People here have talked about changing the spelling. You know, lopping off the “e” and tacking on “Falls.” But for some reason, that never seemed to capture the imagination of the majority.
We don’t like change. I get it.
But adopting the “Spocaine” pronunciation wouldn’t have to feel like yielding to tyranny.
Instead of thinking of this as a defeat, we could liken it to a strategic retreat or rebranding.
No, I’m not proposing this just so our civic promotional efforts can get in sync with an old Eric Clapton song about cocaine.
She don’t lie, she don’t lie, she don’t lie – Spo-kane.
Yes, this change would mean we no longer would be able to refer lyrically to the Lilac City as “The Can.” But I suspect that’s a sacrifice we could endure. Moreover, marketers could certainly do something, rhyming-wise, with “feeling no pain” or “we don’t get the rain.”

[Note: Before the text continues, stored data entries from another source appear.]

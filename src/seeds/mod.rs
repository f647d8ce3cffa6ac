//! Database seeding functionality
//!
//! Bootstraps a fresh database with the default departments and an admin
//! account. Every step is idempotent, so seeding runs on each startup.

use anyhow::{Context, Result};
use chrono::Utc;
use sea_orm::DatabaseConnection;

use crate::config::AppConfig;
use crate::models::Role;
use crate::password::hash_password;
use crate::repositories::department::NewDepartment;
use crate::repositories::user::NewUser;
use crate::repositories::{DepartmentRepository, UserRepository};

const DEFAULT_DEPARTMENTS: [(&str, &str); 4] = [
    ("Human Resources", "HR Department"),
    ("Engineering", "Engineering Department"),
    ("Marketing", "Marketing Department"),
    ("Finance", "Finance Department"),
];

/// Seeds departments and the bootstrap admin.
pub async fn seed_all(db: &DatabaseConnection, config: &AppConfig) -> Result<()> {
    seed_departments(db).await?;
    seed_admin(db, config).await?;
    Ok(())
}

/// Creates any missing default department.
pub async fn seed_departments(db: &DatabaseConnection) -> Result<()> {
    let repo = DepartmentRepository::new(db);

    for (name, description) in DEFAULT_DEPARTMENTS {
        if repo
            .find_by_name(name)
            .await
            .with_context(|| format!("Failed to look up department '{name}'"))?
            .is_some()
        {
            log::debug!("Department '{}' already exists, skipping", name);
            continue;
        }

        repo.create(
            NewDepartment {
                name: name.to_string(),
                description: Some(description.to_string()),
                head_id: None,
                budget: None,
                goals: None,
            },
            Utc::now(),
        )
        .await
        .with_context(|| format!("Failed to create department '{name}'"))?;
        log::info!("Created department: {}", name);
    }

    Ok(())
}

/// Creates the configured admin account unless some admin already exists.
///
/// Outside local/test profiles an explicit `HR_SEED_ADMIN_PASSWORD` is
/// required; without one the step is skipped with a warning.
pub async fn seed_admin(db: &DatabaseConnection, config: &AppConfig) -> Result<()> {
    let repo = UserRepository::new(db);

    if repo
        .any_admin_exists()
        .await
        .context("Failed to check for existing admin users")?
    {
        log::info!("Admin user already exists, skipping");
        return Ok(());
    }

    let Some(password) = config.seed_admin_password() else {
        log::warn!(
            "No admin user exists and HR_SEED_ADMIN_PASSWORD is not set; skipping admin seeding"
        );
        return Ok(());
    };

    let password_hash = hash_password(password).context("Failed to hash seed admin password")?;
    let email = config.seed_admin_email.trim().to_lowercase();

    repo.create(
        NewUser {
            email: email.clone(),
            password_hash,
            role: Role::Admin,
            employee_id: None,
        },
        Utc::now(),
    )
    .await
    .context("Failed to create seed admin user")?;
    log::info!("Created admin user: {}", email);

    Ok(())
}
//! Attendance entity model
//!
//! One record per user and local calendar date.

use sea_orm::entity::prelude::*;
use sea_orm::prelude::DateTimeWithTimeZone;
use serde::{Deserialize, Serialize};
use utoipa::ToSchema;

#[derive(
    Clone, Copy, Debug, PartialEq, Eq, EnumIter, DeriveActiveEnum, Serialize, Deserialize, ToSchema,
)]
#[sea_orm(rs_type = "String", db_type = "String(StringLen::None)")]
#[serde(rename_all = "snake_case")]
pub enum AttendanceStatus {
    #[sea_orm(string_value = "present")]
    Present,
    #[sea_orm(string_value = "late")]
    Late,
    #[sea_orm(string_value = "half_day")]
    HalfDay,
    #[sea_orm(string_value = "absent")]
    Absent,
}

#[derive(Clone, Debug, PartialEq, Eq, DeriveEntityModel)]
#[sea_orm(table_name = "attendance")]
pub struct Model {
    #[sea_orm(primary_key)]
    pub id: i32,

    pub user_id: i32,

    /// Local calendar date of the record
    pub date: Date,

    pub check_in: Option<DateTimeWithTimeZone>,

    pub check_out: Option<DateTimeWithTimeZone>,

    pub status: AttendanceStatus,

    pub notes: Option<String>,

    pub created_at: DateTimeWithTimeZone,

    pub updated_at: DateTimeWithTimeZone,

    pub deleted_at: Option<DateTimeWithTimeZone>,
}

#[derive(Copy, Clone, Debug, EnumIter, DeriveRelation)]
pub enum Relation {
    #[sea_orm(
        belongs_to = "super::user::Entity",
        from = "Column::UserId",
        to = "super::user::Column::Id"
    )]
    User,
}

impl Related<super::user::Entity> for Entity {
    fn to() -> RelationDef {
        Relation::User.def()
    }
}

impl ActiveModelBehavior for ActiveModel {}
//! # Employees API Handlers
//!
//! Employee directory endpoints plus the employee views reused by the
//! auth, department and leave handlers.

use std::collections::HashMap;

use axum::{extract::State, http::StatusCode, response::Json};
use chrono::{DateTime, NaiveDate, Utc};
use sea_orm::DatabaseConnection;
use serde::{Deserialize, Serialize};
use utoipa::{IntoParams, ToSchema};

use crate::auth::{AuthUser, DIRECTORY_MANAGERS};
use crate::error::{ApiError, RepositoryError};
use crate::handlers::types::{
    ApiJson, ApiPath, ApiQuery, FieldErrors, MessageResponse, PageParams, Pagination,
};
use crate::models::department::Model as DepartmentModel;
use crate::models::employee::Model as EmployeeModel;
use crate::models::{EmployeeStatus, Gender};
use crate::repositories::employee::{EmployeeChanges, EmployeeFilter, NewEmployee};
use crate::repositories::{DepartmentRepository, EmployeeRepository};
use crate::server::AppState;

/// Department reference embedded in employee views
#[derive(Debug, Clone, Serialize, Deserialize, ToSchema)]
pub struct DepartmentRef {
    #[schema(example = 2)]
    pub id: i32,
    #[schema(example = "Engineering")]
    pub name: String,
}

/// Compact employee reference (manager, department head, approver)
#[derive(Debug, Clone, Serialize, Deserialize, ToSchema)]
#[serde(rename_all = "camelCase")]
pub struct EmployeeSummary {
    #[schema(example = 1)]
    pub id: i32,
    #[schema(example = "EMP0001")]
    pub employee_code: Option<String>,
    #[schema(example = "Jane")]
    pub first_name: String,
    #[schema(example = "Doe")]
    pub last_name: String,
    #[schema(example = "jane.doe@hr.com")]
    pub email: String,
    #[schema(example = "Engineering Manager")]
    pub position: String,
}

impl From<&EmployeeModel> for EmployeeSummary {
    fn from(e: &EmployeeModel) -> Self {
        Self {
            id: e.id,
            employee_code: e.employee_code.clone(),
            first_name: e.first_name.clone(),
            last_name: e.last_name.clone(),
            email: e.email.clone(),
            position: e.position.clone(),
        }
    }
}

/// Employee with its department and manager resolved
#[derive(Debug, Clone, Serialize, Deserialize, ToSchema)]
#[serde(rename_all = "camelCase")]
pub struct EmployeeResponse {
    #[schema(example = 7)]
    pub id: i32,
    #[schema(example = "EMP0007")]
    pub employee_code: Option<String>,
    #[schema(example = "John")]
    pub first_name: String,
    #[schema(example = "Smith")]
    pub last_name: String,
    #[schema(example = "john.smith@hr.com")]
    pub email: String,
    pub phone: Option<String>,
    pub date_of_birth: Option<NaiveDate>,
    pub gender: Option<Gender>,
    pub address: Option<String>,
    #[schema(example = "Backend Engineer")]
    pub position: String,
    #[schema(example = 2)]
    pub department_id: i32,
    pub department: Option<DepartmentRef>,
    pub manager_id: Option<i32>,
    pub manager: Option<EmployeeSummary>,
    #[schema(example = "2024-01-15")]
    pub hire_date: NaiveDate,
    #[schema(example = 55000.0)]
    pub salary: f64,
    pub status: EmployeeStatus,
    pub emergency_contact_name: Option<String>,
    pub emergency_contact_phone: Option<String>,
    pub created_at: DateTime<Utc>,
    pub updated_at: DateTime<Utc>,
}

impl EmployeeResponse {
    fn build(
        e: EmployeeModel,
        departments: &HashMap<i32, DepartmentModel>,
        managers: &HashMap<i32, EmployeeModel>,
    ) -> Self {
        let department = departments.get(&e.department_id).map(|d| DepartmentRef {
            id: d.id,
            name: d.name.clone(),
        });
        let manager = e
            .manager_id
            .and_then(|id| managers.get(&id))
            .map(EmployeeSummary::from);

        Self {
            id: e.id,
            employee_code: e.employee_code,
            first_name: e.first_name,
            last_name: e.last_name,
            email: e.email,
            phone: e.phone,
            date_of_birth: e.date_of_birth,
            gender: e.gender,
            address: e.address,
            position: e.position,
            department_id: e.department_id,
            department,
            manager_id: e.manager_id,
            manager,
            hire_date: e.hire_date,
            salary: e.salary,
            status: e.status,
            emergency_contact_name: e.emergency_contact_name,
            emergency_contact_phone: e.emergency_contact_phone,
            created_at: e.created_at.to_utc(),
            updated_at: e.updated_at.to_utc(),
        }
    }
}

/// Resolve departments and managers for a batch of employees in two queries.
pub(crate) async fn employee_views(
    db: &DatabaseConnection,
    employees: Vec<EmployeeModel>,
) -> Result<Vec<EmployeeResponse>, RepositoryError> {
    let departments = DepartmentRepository::new(db)
        .find_by_ids(employees.iter().map(|e| e.department_id))
        .await?;
    let managers = EmployeeRepository::new(db)
        .find_by_ids(employees.iter().filter_map(|e| e.manager_id))
        .await?;

    Ok(employees
        .into_iter()
        .map(|e| EmployeeResponse::build(e, &departments, &managers))
        .collect())
}

pub(crate) async fn employee_view(
    db: &DatabaseConnection,
    employee: EmployeeModel,
) -> Result<EmployeeResponse, RepositoryError> {
    let mut views = employee_views(db, vec![employee]).await?;
    views
        .pop()
        .ok_or_else(|| RepositoryError::not_found("Employee not found"))
}

/// Query parameters for listing employees
#[derive(Debug, Deserialize, IntoParams)]
#[into_params(parameter_in = Query)]
pub struct ListEmployeesQuery {
    /// 1-based page number (default: 1)
    pub page: Option<i64>,
    /// Items per page (default: 10, max: 100)
    pub limit: Option<i64>,
    /// Filter by department id
    pub department: Option<i32>,
    /// Filter by employment status
    pub status: Option<EmployeeStatus>,
    /// Case-insensitive match on name, email or employee code
    pub search: Option<String>,
}

#[derive(Debug, Serialize, ToSchema)]
pub struct EmployeesResponse {
    pub employees: Vec<EmployeeResponse>,
    pub pagination: Pagination,
}

/// Request payload for creating an employee
#[derive(Debug, Deserialize, ToSchema)]
#[serde(rename_all = "camelCase")]
pub struct CreateEmployeeRequest {
    #[schema(example = "John")]
    pub first_name: String,
    #[schema(example = "Smith")]
    pub last_name: String,
    #[schema(example = "john.smith@hr.com")]
    pub email: String,
    pub phone: Option<String>,
    pub date_of_birth: Option<NaiveDate>,
    pub gender: Option<Gender>,
    pub address: Option<String>,
    #[schema(example = "Backend Engineer")]
    pub position: String,
    #[schema(example = 2)]
    pub department_id: i32,
    pub manager_id: Option<i32>,
    #[schema(example = "2024-01-15")]
    pub hire_date: NaiveDate,
    #[schema(example = 55000.0)]
    pub salary: Option<f64>,
    pub status: Option<EmployeeStatus>,
    pub emergency_contact_name: Option<String>,
    pub emergency_contact_phone: Option<String>,
}

/// Partial update; omitted fields keep their stored values
#[derive(Debug, Default, Deserialize, ToSchema)]
#[serde(rename_all = "camelCase")]
pub struct UpdateEmployeeRequest {
    pub first_name: Option<String>,
    pub last_name: Option<String>,
    pub email: Option<String>,
    pub phone: Option<String>,
    pub date_of_birth: Option<NaiveDate>,
    pub gender: Option<Gender>,
    pub address: Option<String>,
    pub position: Option<String>,
    pub department_id: Option<i32>,
    pub manager_id: Option<i32>,
    pub hire_date: Option<NaiveDate>,
    pub salary: Option<f64>,
    pub status: Option<EmployeeStatus>,
    pub emergency_contact_name: Option<String>,
    pub emergency_contact_phone: Option<String>,
}

/// Empty strings in a partial update mean "not provided".
fn provided(value: Option<String>) -> Option<String> {
    value.filter(|v| !v.trim().is_empty())
}

/// List employees
#[utoipa::path(
    get,
    path = "/api/v1/employees",
    security(("bearer_auth" = [])),
    params(ListEmployeesQuery),
    responses(
        (status = 200, description = "Employees listed", body = EmployeesResponse),
        (status = 400, description = "Invalid query parameters", body = ApiError),
        (status = 401, description = "Missing or invalid bearer token", body = ApiError)
    ),
    tag = "employees"
)]
pub async fn list_employees(
    State(state): State<AppState>,
    _user: AuthUser,
    ApiQuery(query): ApiQuery<ListEmployeesQuery>,
) -> Result<Json<EmployeesResponse>, ApiError> {
    let page = PageParams::resolve(query.page, query.limit);
    let filter = EmployeeFilter {
        department_id: query.department,
        status: query.status,
        search: query.search,
    };

    let (employees, total) = EmployeeRepository::new(&state.db)
        .list(&filter, page)
        .await?;

    Ok(Json(EmployeesResponse {
        employees: employee_views(&state.db, employees).await?,
        pagination: Pagination::new(page, total),
    }))
}

/// Get an employee by id
#[utoipa::path(
    get,
    path = "/api/v1/employees/{id}",
    security(("bearer_auth" = [])),
    params(("id" = i32, Path, description = "Employee id")),
    responses(
        (status = 200, description = "Employee found", body = EmployeeResponse),
        (status = 401, description = "Missing or invalid bearer token", body = ApiError),
        (status = 404, description = "Employee not found", body = ApiError)
    ),
    tag = "employees"
)]
pub async fn get_employee(
    State(state): State<AppState>,
    _user: AuthUser,
    ApiPath(id): ApiPath<i32>,
) -> Result<Json<EmployeeResponse>, ApiError> {
    let employee = EmployeeRepository::new(&state.db).get(id).await?;
    Ok(Json(employee_view(&state.db, employee).await?))
}

/// Create an employee (admin, hr)
#[utoipa::path(
    post,
    path = "/api/v1/employees",
    security(("bearer_auth" = [])),
    request_body = CreateEmployeeRequest,
    responses(
        (status = 201, description = "Employee created", body = EmployeeResponse),
        (status = 400, description = "Validation failed", body = ApiError),
        (status = 401, description = "Missing or invalid bearer token", body = ApiError),
        (status = 403, description = "Role not permitted", body = ApiError),
        (status = 409, description = "Email already in use", body = ApiError)
    ),
    tag = "employees"
)]
pub async fn create_employee(
    State(state): State<AppState>,
    user: AuthUser,
    ApiJson(body): ApiJson<CreateEmployeeRequest>,
) -> Result<(StatusCode, Json<EmployeeResponse>), ApiError> {
    user.require_role(DIRECTORY_MANAGERS)?;

    FieldErrors::new()
        .required("firstName", &body.first_name)
        .required("lastName", &body.last_name)
        .required("position", &body.position)
        .email("email", &body.email)
        .check(
            "salary",
            body.salary.is_none_or(|s| s.is_finite() && s >= 0.0),
            "must be zero or positive",
        )
        .finish()?;

    let new = NewEmployee {
        first_name: body.first_name.trim().to_string(),
        last_name: body.last_name.trim().to_string(),
        email: body.email.trim().to_lowercase(),
        phone: provided(body.phone),
        date_of_birth: body.date_of_birth,
        gender: body.gender,
        address: provided(body.address),
        position: body.position.trim().to_string(),
        department_id: body.department_id,
        manager_id: body.manager_id,
        hire_date: body.hire_date,
        salary: body.salary.unwrap_or(0.0),
        status: body.status.unwrap_or(EmployeeStatus::Active),
        emergency_contact_name: provided(body.emergency_contact_name),
        emergency_contact_phone: provided(body.emergency_contact_phone),
    };

    let employee = EmployeeRepository::new(&state.db)
        .create(new, Utc::now())
        .await?;
    tracing::info!(employee_id = employee.id, code = ?employee.employee_code, "Employee created");

    Ok((
        StatusCode::CREATED,
        Json(employee_view(&state.db, employee).await?),
    ))
}

/// Update an employee (admin, hr)
#[utoipa::path(
    put,
    path = "/api/v1/employees/{id}",
    security(("bearer_auth" = [])),
    params(("id" = i32, Path, description = "Employee id")),
    request_body = UpdateEmployeeRequest,
    responses(
        (status = 200, description = "Employee updated", body = EmployeeResponse),
        (status = 400, description = "Validation failed", body = ApiError),
        (status = 403, description = "Role not permitted", body = ApiError),
        (status = 404, description = "Employee not found", body = ApiError),
        (status = 409, description = "Email already in use", body = ApiError)
    ),
    tag = "employees"
)]
pub async fn update_employee(
    State(state): State<AppState>,
    user: AuthUser,
    ApiPath(id): ApiPath<i32>,
    ApiJson(body): ApiJson<UpdateEmployeeRequest>,
) -> Result<Json<EmployeeResponse>, ApiError> {
    user.require_role(DIRECTORY_MANAGERS)?;

    let email = provided(body.email);
    let mut errors = FieldErrors::new();
    if let Some(email) = &email {
        errors.email("email", email);
    }
    errors
        .check(
            "salary",
            body.salary.is_none_or(|s| s.is_finite() && s >= 0.0),
            "must be zero or positive",
        )
        .finish()?;

    let changes = EmployeeChanges {
        first_name: provided(body.first_name),
        last_name: provided(body.last_name),
        email: email.map(|e| e.trim().to_lowercase()),
        phone: provided(body.phone),
        date_of_birth: body.date_of_birth,
        gender: body.gender,
        address: provided(body.address),
        position: provided(body.position),
        department_id: body.department_id,
        manager_id: body.manager_id,
        hire_date: body.hire_date,
        salary: body.salary,
        status: body.status,
        emergency_contact_name: provided(body.emergency_contact_name),
        emergency_contact_phone: provided(body.emergency_contact_phone),
    };

    let employee = EmployeeRepository::new(&state.db)
        .update(id, changes, Utc::now())
        .await?;
    Ok(Json(employee_view(&state.db, employee).await?))
}

/// Delete an employee (admin, hr)
#[utoipa::path(
    delete,
    path = "/api/v1/employees/{id}",
    security(("bearer_auth" = [])),
    params(("id" = i32, Path, description = "Employee id")),
    responses(
        (status = 200, description = "Employee deleted", body = MessageResponse),
        (status = 403, description = "Role not permitted", body = ApiError),
        (status = 404, description = "Employee not found", body = ApiError)
    ),
    tag = "employees"
)]
pub async fn delete_employee(
    State(state): State<AppState>,
    user: AuthUser,
    ApiPath(id): ApiPath<i32>,
) -> Result<Json<MessageResponse>, ApiError> {
    user.require_role(DIRECTORY_MANAGERS)?;

    EmployeeRepository::new(&state.db)
        .soft_delete(id, Utc::now())
        .await?;
    tracing::info!(employee_id = id, "Employee deleted");

    Ok(MessageResponse::new("Employee deleted successfully"))
}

How about “Insane in Spo-kane”? “You don’t have to stay in your lane in Spo-kane”?
I just think the energy devoted to wrangling with this bad-penny issue could be better applied to other endeavors. Just imagine. If we weren’t having to correct people’s pronunciation of Spokane, maybe we could change the world in any number of positive ways.
And maybe have time left over to address the various ways people spell “Coeur d’Alene.”
Reasons people in Spokane who might benefit from yoga decline to sign up
Concern that the noises you make while stretching might sound like an assault in a penitentiary shower room.
Granddaughter won’t let you borrow her naptime mat.
Assumption that you would be the only Trump supporter attending the session.
You would rather stick with your current status of being stiff, inflexible and immobile.
Today’s retirement tip
Longtime reader Walt Lindgren offered this.
“Only take retirement advice from a certified financial planner, a licensed medical practitioner, or someone like me. I retired at age 62, about 14 years ago, and absolutely enjoy it. People who have been retired 10 years or more can give experienced advice. Other people are offering you unknowing opinions based on projections and prophecy.”
This isn’t about forming a new state
We all deserve a rest from those discussions.
But has anyone ever wondered about Spokane seceding from the rest of Eastern Washington and existing as an independent entity, perhaps affiliated with Western Washington? It could be like Hong Kong or some freestanding Grand Duchy.
It’s not really an original idea. Quite a few years ago, someone writing at either Slate or Salon proposed that the majority of the United States could gain some progressive momentum by seceding from the South.
You make the call
Decades ago, writer Calvin Trillin proposed a novel gift idea.
He would offer to follow a chosen news story for a friend. That is, he would absolve his friend of any responsibility for keeping abreast of developments pertaining to some ongoing matter of public interest. And he would then update this acquaintance on the aforementioned story only when developments reached some specified climax or conclusion.
As I recall, one example of the “This is when I would want you to update me” threshold was a thermonuclear exchange.
Anyway, here’s my question. If someone offered you this gift, what local news story would you choose to have your friend follow for you? And at what point would you want that friend to bring you back into the loop?
I’ve asked this before, 10 or 20 years ago, and enjoyed seeing the responses. Readers seemed to recognize that something can be somewhat important but also tedious.